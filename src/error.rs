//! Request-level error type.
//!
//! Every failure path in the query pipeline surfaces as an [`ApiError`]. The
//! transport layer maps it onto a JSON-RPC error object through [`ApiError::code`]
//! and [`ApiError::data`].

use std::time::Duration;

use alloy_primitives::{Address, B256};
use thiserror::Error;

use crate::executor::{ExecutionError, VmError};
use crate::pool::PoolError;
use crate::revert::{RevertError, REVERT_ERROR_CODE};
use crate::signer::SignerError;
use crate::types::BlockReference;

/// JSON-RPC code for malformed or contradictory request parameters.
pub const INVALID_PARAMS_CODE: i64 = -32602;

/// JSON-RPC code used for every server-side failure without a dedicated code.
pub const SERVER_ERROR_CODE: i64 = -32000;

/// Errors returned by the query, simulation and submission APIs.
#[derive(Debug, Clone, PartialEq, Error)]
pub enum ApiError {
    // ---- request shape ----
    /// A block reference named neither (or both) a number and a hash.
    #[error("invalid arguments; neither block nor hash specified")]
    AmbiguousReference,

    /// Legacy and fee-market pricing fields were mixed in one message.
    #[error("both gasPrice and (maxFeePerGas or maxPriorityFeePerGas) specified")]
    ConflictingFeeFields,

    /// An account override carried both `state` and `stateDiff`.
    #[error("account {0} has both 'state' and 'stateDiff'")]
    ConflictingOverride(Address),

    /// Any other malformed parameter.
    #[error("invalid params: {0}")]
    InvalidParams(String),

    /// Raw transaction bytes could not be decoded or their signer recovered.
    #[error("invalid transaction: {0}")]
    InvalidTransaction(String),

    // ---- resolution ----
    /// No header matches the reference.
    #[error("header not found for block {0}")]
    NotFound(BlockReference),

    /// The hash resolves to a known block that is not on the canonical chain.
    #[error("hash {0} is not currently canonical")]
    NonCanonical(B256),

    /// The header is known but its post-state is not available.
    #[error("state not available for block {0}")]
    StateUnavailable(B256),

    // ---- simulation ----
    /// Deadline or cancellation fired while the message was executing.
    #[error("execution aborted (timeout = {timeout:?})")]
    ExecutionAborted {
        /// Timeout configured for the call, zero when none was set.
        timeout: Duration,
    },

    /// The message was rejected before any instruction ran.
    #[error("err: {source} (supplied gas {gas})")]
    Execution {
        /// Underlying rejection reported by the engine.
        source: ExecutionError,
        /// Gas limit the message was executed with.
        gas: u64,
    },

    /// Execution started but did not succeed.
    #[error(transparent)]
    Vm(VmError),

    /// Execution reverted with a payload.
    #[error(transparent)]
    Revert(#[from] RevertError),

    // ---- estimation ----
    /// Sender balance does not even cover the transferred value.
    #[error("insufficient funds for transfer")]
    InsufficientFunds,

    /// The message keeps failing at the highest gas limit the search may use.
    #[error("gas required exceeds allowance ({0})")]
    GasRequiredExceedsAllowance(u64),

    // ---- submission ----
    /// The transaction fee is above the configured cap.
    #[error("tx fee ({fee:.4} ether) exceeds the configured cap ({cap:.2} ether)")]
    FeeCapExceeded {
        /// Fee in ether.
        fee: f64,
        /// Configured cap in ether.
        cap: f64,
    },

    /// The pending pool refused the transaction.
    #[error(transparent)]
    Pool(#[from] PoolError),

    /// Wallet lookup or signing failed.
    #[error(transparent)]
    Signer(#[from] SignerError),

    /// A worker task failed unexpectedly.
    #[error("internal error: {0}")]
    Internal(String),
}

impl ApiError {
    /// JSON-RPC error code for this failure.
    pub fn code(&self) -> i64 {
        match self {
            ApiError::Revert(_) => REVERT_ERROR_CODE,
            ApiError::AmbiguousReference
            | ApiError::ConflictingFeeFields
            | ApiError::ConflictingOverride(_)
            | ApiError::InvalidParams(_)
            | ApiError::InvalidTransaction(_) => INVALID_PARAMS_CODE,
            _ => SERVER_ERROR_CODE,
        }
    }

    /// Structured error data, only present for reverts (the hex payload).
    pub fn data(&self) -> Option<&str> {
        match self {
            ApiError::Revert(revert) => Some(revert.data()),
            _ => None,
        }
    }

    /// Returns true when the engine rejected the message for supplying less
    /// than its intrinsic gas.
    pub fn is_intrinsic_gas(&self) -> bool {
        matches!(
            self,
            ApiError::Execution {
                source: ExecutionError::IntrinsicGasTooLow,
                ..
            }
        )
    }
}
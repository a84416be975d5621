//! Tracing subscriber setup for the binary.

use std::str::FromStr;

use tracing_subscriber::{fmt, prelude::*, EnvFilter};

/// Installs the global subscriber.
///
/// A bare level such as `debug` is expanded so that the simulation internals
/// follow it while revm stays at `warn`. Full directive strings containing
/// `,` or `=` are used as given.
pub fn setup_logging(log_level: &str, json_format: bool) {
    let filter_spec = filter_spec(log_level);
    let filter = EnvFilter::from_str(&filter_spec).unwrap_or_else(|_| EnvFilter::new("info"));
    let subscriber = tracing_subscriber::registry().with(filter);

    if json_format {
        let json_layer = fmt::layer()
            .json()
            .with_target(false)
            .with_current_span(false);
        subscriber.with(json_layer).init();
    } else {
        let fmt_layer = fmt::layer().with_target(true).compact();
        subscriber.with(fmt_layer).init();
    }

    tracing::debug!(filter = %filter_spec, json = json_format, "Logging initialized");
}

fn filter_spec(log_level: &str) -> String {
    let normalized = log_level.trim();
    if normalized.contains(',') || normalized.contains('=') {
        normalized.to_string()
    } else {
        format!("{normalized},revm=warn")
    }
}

────────────────────────────────────────

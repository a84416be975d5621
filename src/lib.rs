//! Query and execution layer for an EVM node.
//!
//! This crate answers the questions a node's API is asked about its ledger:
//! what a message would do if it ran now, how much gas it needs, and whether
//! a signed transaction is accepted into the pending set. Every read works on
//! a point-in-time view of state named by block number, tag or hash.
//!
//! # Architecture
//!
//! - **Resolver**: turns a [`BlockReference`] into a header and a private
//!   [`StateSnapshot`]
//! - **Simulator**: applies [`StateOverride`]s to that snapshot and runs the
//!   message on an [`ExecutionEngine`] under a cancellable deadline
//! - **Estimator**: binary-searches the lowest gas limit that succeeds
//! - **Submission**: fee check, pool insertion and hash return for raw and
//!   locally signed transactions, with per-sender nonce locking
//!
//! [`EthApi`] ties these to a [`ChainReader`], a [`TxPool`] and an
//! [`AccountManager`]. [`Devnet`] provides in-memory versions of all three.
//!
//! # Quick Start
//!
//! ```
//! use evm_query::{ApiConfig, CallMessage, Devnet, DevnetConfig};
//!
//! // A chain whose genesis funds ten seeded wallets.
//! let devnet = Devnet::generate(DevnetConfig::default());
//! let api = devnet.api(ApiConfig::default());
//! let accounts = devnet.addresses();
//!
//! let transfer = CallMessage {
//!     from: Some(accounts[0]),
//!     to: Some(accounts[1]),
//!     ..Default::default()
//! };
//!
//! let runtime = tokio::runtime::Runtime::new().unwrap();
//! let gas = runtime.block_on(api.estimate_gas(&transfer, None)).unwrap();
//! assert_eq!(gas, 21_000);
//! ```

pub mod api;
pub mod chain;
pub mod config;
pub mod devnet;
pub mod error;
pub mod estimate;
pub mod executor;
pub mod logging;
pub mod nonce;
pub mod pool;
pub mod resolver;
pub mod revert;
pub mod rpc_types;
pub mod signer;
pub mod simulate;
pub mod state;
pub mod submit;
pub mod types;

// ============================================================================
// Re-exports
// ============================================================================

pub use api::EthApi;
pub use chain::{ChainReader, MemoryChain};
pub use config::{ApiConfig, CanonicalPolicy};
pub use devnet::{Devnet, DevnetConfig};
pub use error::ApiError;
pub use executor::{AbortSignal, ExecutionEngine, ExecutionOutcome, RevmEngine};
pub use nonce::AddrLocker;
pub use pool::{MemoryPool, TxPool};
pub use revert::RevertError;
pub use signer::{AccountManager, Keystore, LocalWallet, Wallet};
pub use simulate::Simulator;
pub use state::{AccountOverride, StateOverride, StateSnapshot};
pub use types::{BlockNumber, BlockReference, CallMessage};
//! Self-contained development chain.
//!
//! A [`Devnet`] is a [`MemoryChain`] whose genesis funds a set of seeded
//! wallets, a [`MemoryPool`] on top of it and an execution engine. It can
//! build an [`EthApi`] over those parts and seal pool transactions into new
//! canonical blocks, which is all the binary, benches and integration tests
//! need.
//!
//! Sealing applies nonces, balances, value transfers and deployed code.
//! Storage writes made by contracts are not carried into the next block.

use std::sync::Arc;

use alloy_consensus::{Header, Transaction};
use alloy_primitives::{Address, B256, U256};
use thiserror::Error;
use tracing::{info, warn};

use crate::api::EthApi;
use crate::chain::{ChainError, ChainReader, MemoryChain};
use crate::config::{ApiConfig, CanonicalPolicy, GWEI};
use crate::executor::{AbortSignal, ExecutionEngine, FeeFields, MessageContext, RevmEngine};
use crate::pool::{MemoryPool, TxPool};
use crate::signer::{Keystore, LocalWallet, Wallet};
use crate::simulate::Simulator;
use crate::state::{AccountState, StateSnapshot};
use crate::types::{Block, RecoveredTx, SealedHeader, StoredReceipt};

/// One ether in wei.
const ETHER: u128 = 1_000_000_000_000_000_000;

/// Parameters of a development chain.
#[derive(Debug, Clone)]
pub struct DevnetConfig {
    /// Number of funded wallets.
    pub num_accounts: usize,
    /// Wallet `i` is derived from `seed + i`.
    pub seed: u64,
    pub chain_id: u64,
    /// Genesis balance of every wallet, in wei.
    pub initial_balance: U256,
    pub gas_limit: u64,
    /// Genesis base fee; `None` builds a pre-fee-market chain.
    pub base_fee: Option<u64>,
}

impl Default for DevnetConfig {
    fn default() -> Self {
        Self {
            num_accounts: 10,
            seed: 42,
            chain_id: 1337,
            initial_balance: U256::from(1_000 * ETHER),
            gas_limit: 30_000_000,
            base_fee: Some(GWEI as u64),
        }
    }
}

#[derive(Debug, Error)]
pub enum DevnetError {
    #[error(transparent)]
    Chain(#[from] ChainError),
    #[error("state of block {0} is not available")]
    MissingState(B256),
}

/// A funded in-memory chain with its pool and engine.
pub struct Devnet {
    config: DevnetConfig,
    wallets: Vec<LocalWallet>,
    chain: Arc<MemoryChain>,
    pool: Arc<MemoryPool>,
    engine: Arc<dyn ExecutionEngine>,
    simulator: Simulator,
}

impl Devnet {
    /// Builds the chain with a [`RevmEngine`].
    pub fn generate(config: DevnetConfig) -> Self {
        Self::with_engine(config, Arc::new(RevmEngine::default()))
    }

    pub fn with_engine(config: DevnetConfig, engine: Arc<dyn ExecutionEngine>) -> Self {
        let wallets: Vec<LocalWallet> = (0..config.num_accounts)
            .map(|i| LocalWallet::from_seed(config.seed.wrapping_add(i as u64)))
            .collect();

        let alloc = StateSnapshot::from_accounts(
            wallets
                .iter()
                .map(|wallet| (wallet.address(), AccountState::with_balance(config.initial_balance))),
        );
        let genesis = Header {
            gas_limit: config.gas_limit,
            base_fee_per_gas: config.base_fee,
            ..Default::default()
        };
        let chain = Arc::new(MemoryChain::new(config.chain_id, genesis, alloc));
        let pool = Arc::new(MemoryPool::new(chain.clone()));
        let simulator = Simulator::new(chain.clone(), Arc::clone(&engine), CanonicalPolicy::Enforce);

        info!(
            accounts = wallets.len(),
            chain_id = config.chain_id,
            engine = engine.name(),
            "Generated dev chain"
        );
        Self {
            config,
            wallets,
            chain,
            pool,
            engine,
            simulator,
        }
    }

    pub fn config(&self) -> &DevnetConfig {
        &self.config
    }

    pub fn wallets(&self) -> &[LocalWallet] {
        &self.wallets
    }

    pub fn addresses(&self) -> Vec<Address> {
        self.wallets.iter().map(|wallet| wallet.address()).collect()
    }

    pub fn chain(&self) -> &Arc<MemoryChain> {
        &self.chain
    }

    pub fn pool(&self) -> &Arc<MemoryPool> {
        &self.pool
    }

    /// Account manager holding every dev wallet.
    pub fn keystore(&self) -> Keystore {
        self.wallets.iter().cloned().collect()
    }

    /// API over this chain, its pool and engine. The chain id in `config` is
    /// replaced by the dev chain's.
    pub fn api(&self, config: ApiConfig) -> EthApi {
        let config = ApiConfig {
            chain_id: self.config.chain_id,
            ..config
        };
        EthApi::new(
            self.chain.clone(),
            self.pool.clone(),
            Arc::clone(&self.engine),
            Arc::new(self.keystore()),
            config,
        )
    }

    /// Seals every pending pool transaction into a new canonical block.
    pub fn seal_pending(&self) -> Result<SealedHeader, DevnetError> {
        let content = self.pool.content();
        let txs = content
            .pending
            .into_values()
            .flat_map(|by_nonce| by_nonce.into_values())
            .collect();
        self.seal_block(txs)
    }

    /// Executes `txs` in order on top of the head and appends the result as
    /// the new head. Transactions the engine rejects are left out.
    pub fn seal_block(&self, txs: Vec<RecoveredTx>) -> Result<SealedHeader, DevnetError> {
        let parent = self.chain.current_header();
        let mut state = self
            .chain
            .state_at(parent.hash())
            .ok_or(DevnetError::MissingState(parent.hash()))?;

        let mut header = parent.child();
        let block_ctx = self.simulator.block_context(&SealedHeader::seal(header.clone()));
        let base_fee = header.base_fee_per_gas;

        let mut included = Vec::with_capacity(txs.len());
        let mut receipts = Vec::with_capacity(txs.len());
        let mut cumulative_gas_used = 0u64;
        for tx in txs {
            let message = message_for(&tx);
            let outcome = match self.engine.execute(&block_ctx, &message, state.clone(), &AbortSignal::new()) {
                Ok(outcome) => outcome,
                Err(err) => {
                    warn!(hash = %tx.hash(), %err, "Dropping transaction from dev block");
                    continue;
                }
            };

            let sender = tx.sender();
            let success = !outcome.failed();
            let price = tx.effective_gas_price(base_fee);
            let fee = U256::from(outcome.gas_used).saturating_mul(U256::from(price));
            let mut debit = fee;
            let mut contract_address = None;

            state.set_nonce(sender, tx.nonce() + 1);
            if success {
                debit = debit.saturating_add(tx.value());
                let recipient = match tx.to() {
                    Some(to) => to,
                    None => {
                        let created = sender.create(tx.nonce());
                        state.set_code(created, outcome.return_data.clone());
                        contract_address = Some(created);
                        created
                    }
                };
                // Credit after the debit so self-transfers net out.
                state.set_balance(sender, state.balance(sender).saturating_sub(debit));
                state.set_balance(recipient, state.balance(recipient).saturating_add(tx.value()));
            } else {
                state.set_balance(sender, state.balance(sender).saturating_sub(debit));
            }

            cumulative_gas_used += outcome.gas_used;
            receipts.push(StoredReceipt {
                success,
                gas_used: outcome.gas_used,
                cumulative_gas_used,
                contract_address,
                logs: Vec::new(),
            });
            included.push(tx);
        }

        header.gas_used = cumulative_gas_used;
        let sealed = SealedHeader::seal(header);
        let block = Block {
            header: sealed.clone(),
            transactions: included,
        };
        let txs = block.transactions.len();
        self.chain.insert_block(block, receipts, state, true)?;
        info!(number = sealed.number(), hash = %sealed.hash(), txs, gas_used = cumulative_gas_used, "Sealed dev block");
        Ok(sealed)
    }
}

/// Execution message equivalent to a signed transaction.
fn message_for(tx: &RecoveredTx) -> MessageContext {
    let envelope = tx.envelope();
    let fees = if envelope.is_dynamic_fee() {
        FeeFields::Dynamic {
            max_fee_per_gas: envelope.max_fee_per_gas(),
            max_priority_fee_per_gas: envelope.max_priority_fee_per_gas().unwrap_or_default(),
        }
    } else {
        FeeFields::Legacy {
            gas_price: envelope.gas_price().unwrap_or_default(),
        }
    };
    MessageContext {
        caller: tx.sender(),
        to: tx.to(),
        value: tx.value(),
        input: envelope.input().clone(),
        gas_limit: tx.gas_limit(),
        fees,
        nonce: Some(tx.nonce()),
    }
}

────────────────────────────────────────

▶ **WORK TASK**: Only lines that contain the string "hash" count; pick each one out of the records and copy it.

▶ **TASK OUTPUT**:
    /// A block reference named neither (or both) a number and a hash.
    #[error("invalid arguments; neither block nor hash specified")]
    /// The hash resolves to a known block that is not on the canonical chain.
    #[error("hash {0} is not currently canonical")]
//! a point-in-time view of state named by block number, tag or hash.
//! - **Submission**: fee check, pool insertion and hash return for raw and
            .state_at(parent.hash())
            .ok_or(DevnetError::MissingState(parent.hash()))?;
                    warn!(hash = %tx.hash(), %err, "Dropping transaction from dev block");
        info!(number = sealed.number(), hash = %sealed.hash(), txs, gas_used = cumulative_gas_used, "Sealed dev block");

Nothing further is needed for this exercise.